From my understanding, this.storage.get() returns a Promise that gets converted to an Observable through RxJS.from().
This observable is then piped through switchMap. Why is that? Are you assuming the TOKEN_KEY can change at any time, and if it does in the middle of retrieving, then it will emit a new value to the observable and switchMap will cancel/forget about the previous value?
Here’s how I think of it. If I have an existing Observable that is giving me a Foo, I need a Bar instead, and I have:
a function that takes a Foo and gives me a Bar, then I want map;
a function that takes a Foo and gives me an Observable<Bar>, then I need either switchMap or mergeMap. In many cases, it doesn’t matter which - the only difference is whether I need the subscription to the initial Observable<Foo> to persist or not, If I’m OK to drop it once you have your Foo, I use switchMap. Otherwise, mergeMap.
@rapropos Thank you for providing some clarification. I’m still feeling a bit fuzzy on
the only difference is whether I need the subscription to the initial Observable<Foo> to persist or not, If I’m OK to drop it once you have your Foo, I use switchMap
Are you saying that this line of code will give me my Observable<Foo>
return from(this.storage.get(TOKEN_KEY))
Once I have it:
.pipe(
switchMap(token => { // the token here is my Observable<foo>
Inside the place where you made the comment "the token here is my Observable<foo>", the token there is the actual Foo, not the Observable<Foo>.
Think of it like a track-and-field relay.
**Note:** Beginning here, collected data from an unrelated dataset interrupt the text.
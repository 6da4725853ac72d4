use crate::Signature;
use secp256k1::{Message, PublicKey, SecretKey, SECP256K1};
use xdag_hashes::Hash;

/// The signing capability consumed from the wallet collaborator: key
/// storage and encryption-at-rest live elsewhere, the core only needs a
/// digest signer and its public key.
pub trait Signer {
    fn public_key(&self) -> PublicKey;

    /// Signs a 32-byte digest, returning the compact `r ‖ s` form.
    fn sign(&self, digest: Hash) -> Signature;
}

impl Signer for SecretKey {
    fn public_key(&self) -> PublicKey {
        PublicKey::from_secret_key(SECP256K1, self)
    }

    fn sign(&self, digest: Hash) -> Signature {
        let message = Message::from_digest(*digest.as_bytes());
        SECP256K1.sign_ecdsa(&message, self).serialize_compact()
    }
}

/// Verifies a compact signature over a 32-byte digest. Malformed r/s
/// encodings verify as false rather than erroring: on the wire they are
/// indistinguishable from any other non-verifying signature.
pub fn verify(key: &PublicKey, digest: Hash, signature: &Signature) -> bool {
    let Ok(mut sig) = secp256k1::ecdsa::Signature::from_compact(signature) else {
        return false;
    };
    // Peers running other implementations may emit high-s signatures
    sig.normalize_s();
    let message = Message::from_digest(*digest.as_bytes());
    SECP256K1.verify_ecdsa(&message, &sig, key).is_ok()
}

#[cfg(test)]
mod tests {
    use super::*;
    use xdag_hashes::hash_twice;

    #[test]
    fn test_sign_verify_round_trip() {
        let (secret, public) = secp256k1::generate_keypair(&mut rand::thread_rng());
        let digest = hash_twice(b"message");
        let signature = secret.sign(digest);
        assert!(verify(&public, digest, &signature));
        assert!(!verify(&public, hash_twice(b"other message"), &signature));

        let (_, other_public) = secp256k1::generate_keypair(&mut rand::thread_rng());
        assert!(!verify(&other_public, digest, &signature));
    }

    #[test]
    fn test_garbage_signature_is_false() {
        let (_, public) = secp256k1::generate_keypair(&mut rand::thread_rng());
        let digest = hash_twice(b"message");
        assert!(!verify(&public, digest, &[0xffu8; 64]));
    }
}
//! Box user summaries for repository principals.

use crate::constants::USER_TYPE;
use crate::model::UserSummary;
use crate::session::{Principal, PrincipalDirectory};
use crate::BoxResult;

/// Projects a principal into a Box user summary. The display name is `first + " " + last`.
pub fn user_summary(principal: &Principal) -> UserSummary {
    UserSummary {
        item_type: USER_TYPE.to_string(),
        id: principal.id.clone(),
        name: format!("{} {}", principal.first_name, principal.last_name),
        login: principal.login.clone(),
    }
}

/// Looks a principal up and projects it.
///
/// # Errors
///
/// Propagates the directory's `BoxError::Principal` when the principal is unknown.
pub fn resolve_user(directory: &dyn PrincipalDirectory, login_or_id: &str) -> BoxResult<UserSummary> {
    let principal = directory.get_principal(login_or_id)?;
    Ok(user_summary(&principal))
}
The first runner is from(this.storage.get(TOKEN_KEY)), who passes the baton (the token) to the next runner (who eventually fires off the HttpRequest).
switchMap (or mergeMap) is the operation of passing the baton, and the only difference between the two is how TV covers the first runner. If the baton is passed via switchMap, TV totally forgets about that first runner as soon as the baton is passed and they can sit right down. If the baton is passed via mergeMap, a TV camera (subscription) remains focused on the first runner as they keep running around the track with no baton or admiring their time on the scoreboard or blow kisses to the crowd or whatever.
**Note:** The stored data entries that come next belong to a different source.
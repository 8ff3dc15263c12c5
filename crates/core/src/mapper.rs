//! Building Box items from repository documents.
//!
//! ## Derivation rules
//!
//! | Box field            | Source                                                          |
//! |----------------------|-----------------------------------------------------------------|
//! | `type`, `id`, `name` | document type tag, identifier and name                          |
//! | `sequence_id`        | document cache key                                              |
//! | `etag`               | cache key followed by version label                             |
//! | `created_at` …       | `created` / `modified` properties, ISO-8601 with milliseconds   |
//! | `size`               | quota inner size, `-1` without the quota capability             |
//! | `path_collection`    | count: path segments; entries: ancestors, parent first          |
//! | `parent`             | immediate parent, placeholder sequence id and etag              |
//! | `created_by`         | `creator` principal, also used for `owned_by`                   |
//! | `modified_by`        | `last_contributor` principal                                    |
//! | `shared_link`        | always `null`                                                   |
//! | `item_status`        | lifecycle state                                                 |
//! | `tags`               | tag labels for the acting principal                             |
//!
//! Folder-shaped items additionally carry placeholder `folder_upload_email` and the first page
//! of children as `item_collection`.
//!
//! `path_collection.total_count` comes from the path string while `entries` comes from walking
//! parent references; the two are not reconciled and can disagree (the root, or a separator
//! that does not occur in the path).

use crate::children::build_children;
use crate::constants::{
    CREATED_PROPERTY, CREATOR_PROPERTY, DESCRIPTION_PROPERTY, LAST_CONTRIBUTOR_PROPERTY,
    MODIFIED_PROPERTY, UNKNOWN_SIZE,
};
use crate::document::Document;
use crate::hierarchy::{parent_summary, path_segment_count, walk_ancestors};
use crate::model::{BoxCollection, BoxItem, FolderUploadEmail};
use crate::session::BoxContext;
use crate::tags::document_tags;
use crate::user::resolve_user;
use crate::BoxResult;
use chrono::{DateTime, FixedOffset, SecondsFormat};

/// Renders a timestamp as ISO-8601 with milliseconds and a numeric offset.
pub(crate) fn format_timestamp(ts: &DateTime<FixedOffset>) -> String {
    ts.to_rfc3339_opts(SecondsFormat::Millis, false)
}

/// Builds the full Box item for `doc`.
///
/// Folderish documents come back folder-shaped, with their first page of children embedded
/// using the configured default paging.
///
/// # Errors
///
/// - `BoxError::Lookup` if the parent (or any ancestor) cannot be resolved,
/// - `BoxError::Principal` if the creator or last contributor is unknown,
/// - `BoxError::Property` if a timestamp or user property is missing or malformed,
/// - any error from the tag service or the child query.
pub fn build_item(ctx: &BoxContext<'_>, doc: &Document) -> BoxResult<BoxItem> {
    tracing::debug!("mapping document {} ({})", doc.id, doc.doc_type);

    let created_at = format_timestamp(&doc.timestamp_property(CREATED_PROPERTY)?);
    let modified_at = format_timestamp(&doc.timestamp_property(MODIFIED_PROPERTY)?);
    let description = doc.string_property(DESCRIPTION_PROPERTY)?.map(str::to_string);

    let size = doc.quota().map_or(UNKNOWN_SIZE, |q| q.inner_size());

    let parent = parent_summary(ctx.session, doc)?;
    let path_collection = BoxCollection {
        total_count: path_segment_count(&doc.path, ctx.config.path_separator()),
        entries: walk_ancestors(ctx.session, doc)?,
    };

    let creator = resolve_user(ctx.principals, doc.required_string_property(CREATOR_PROPERTY)?)?;
    let last_contributor = resolve_user(
        ctx.principals,
        doc.required_string_property(LAST_CONTRIBUTOR_PROPERTY)?,
    )?;

    let tags = document_tags(ctx.tags, ctx.session, doc)?;

    let (folder_upload_email, item_collection) = if doc.folderish {
        let children = build_children(
            ctx,
            doc,
            ctx.config.default_limit(),
            ctx.config.default_offset(),
            ctx.config.default_fields(),
        )?;
        (Some(FolderUploadEmail::default()), Some(children))
    } else {
        (None, None)
    };

    Ok(BoxItem {
        item_type: doc.doc_type.clone(),
        id: doc.id.to_string(),
        sequence_id: Some(doc.cache_key.clone()),
        etag: Some(format!("{}{}", doc.cache_key, doc.version_label)),
        name: doc.name.clone(),
        created_at: Some(created_at),
        modified_at: Some(modified_at),
        description,
        size,
        path_collection: Some(path_collection),
        created_by: Some(creator.clone()),
        modified_by: Some(last_contributor),
        owned_by: Some(creator),
        shared_link: None,
        folder_upload_email,
        parent: Some(parent),
        item_status: Some(doc.lifecycle_state.clone()),
        tags,
        item_collection,
    })
}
Importantly for this particular situation, using from to generate an Observable from a Promise always makes a one-shot Observable that completes immediately after emitting its first and only value. Therefore the runner in our relay example is going to sit down regardless of whether there is a camera on them or not, so it absolutely doesn’t matter which you use. It only matters when the first Observable is longer-lived.
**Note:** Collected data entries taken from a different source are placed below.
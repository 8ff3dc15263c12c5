use crate::document::DocRef;

#[derive(Debug, thiserror::Error)]
pub enum BoxError {
    #[error("document not found: {0}")]
    Lookup(String),
    #[error("principal not found: {0}")]
    Principal(String),
    #[error("invalid property {key} on document {doc}: {message}")]
    Property {
        doc: DocRef,
        key: &'static str,
        message: String,
    },
    #[error("bad request: {0}")]
    BadRequest(String),
    #[error("failed to move document {doc} to {target}: {reason}")]
    Move {
        doc: DocRef,
        target: DocRef,
        reason: String,
    },
    #[error("failed to update tags on document {doc}: {reason}")]
    Tag { doc: DocRef, reason: String },
    #[error("failed to serialize box object: {0}")]
    Serialization(String),
    #[error("failed to deserialize box object: {0}")]
    Deserialization(serde_json::Error),

    #[error("invalid input: {0}")]
    InvalidInput(String),
    #[error("failed to read repository seed: {0}")]
    SeedRead(std::io::Error),
    #[error("failed to parse repository seed: {0}")]
    SeedParse(serde_yaml::Error),
}

impl BoxError {
    pub(crate) fn property(doc: &DocRef, key: &'static str, message: impl Into<String>) -> Self {
        BoxError::Property {
            doc: doc.clone(),
            key,
            message: message.into(),
        }
    }

    pub(crate) fn moving(doc: &DocRef, target: &DocRef, reason: impl Into<String>) -> Self {
        BoxError::Move {
            doc: doc.clone(),
            target: target.clone(),
            reason: reason.into(),
        }
    }
}

pub type BoxResult<T> = std::result::Result<T, BoxError>;
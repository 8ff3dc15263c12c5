//! # Box Core
//!
//! Maps documents of a hierarchical document repository onto Box API v2.0 folder and file
//! representations, and applies inbound Box folder updates back onto the repository.
//!
//! The repository itself is reached through three collaborator traits, bundled per request in a
//! [`BoxContext`]:
//! - [`DocumentSession`] for lookups, child queries, moves and saves,
//! - [`PrincipalDirectory`] for resolving logins to users,
//! - [`TagService`] for per-user document tags.
//!
//! [`MemoryRepository`] implements all three over an in-memory store that can be seeded from
//! YAML.
//!
//! **No transport concerns**: HTTP routing, authentication and CLI parsing belong in `api-rest`
//! and `box-cli`.

pub mod children;
pub mod config;
pub mod constants;
pub mod document;
pub mod error;
pub mod hierarchy;
pub mod mapper;
pub mod memory;
pub mod model;
pub mod serializer;
pub mod session;
pub mod tags;
pub mod update;
pub mod user;

#[cfg(test)]
pub(crate) mod testing;

pub use children::build_children;
pub use config::CoreConfig;
pub use document::{DocRef, Document, QuotaInfo};
pub use error::{BoxError, BoxResult};
pub use hierarchy::walk_ancestors;
pub use mapper::build_item;
pub use memory::{MemoryRepository, MemorySession, RepositorySeed};
pub use model::{
    BoxCollection, BoxItem, ChildSummary, FolderUploadEmail, ItemSummary, MiniItem,
    ParentSummary, PathEntry, SharedLink, UserSummary,
};
pub use serializer::{folder_from_json, to_json, BoxObject};
pub use session::{
    BoxContext, DocumentQuery, DocumentSession, Principal, PrincipalDirectory, Tag, TagService,
};
pub use update::apply_update;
Here. In that case, instead of passing from a Promise, we’re passing it an array, which makes for a longer-lived Observable that keeps emitting until it’s finished all of the items in the array. Note the first operator is a switchMap because we only have one array, but after we’ve spread the array out we need to mergeMap the process that fetches each subrequest, otherwise we’d only fetch the first element.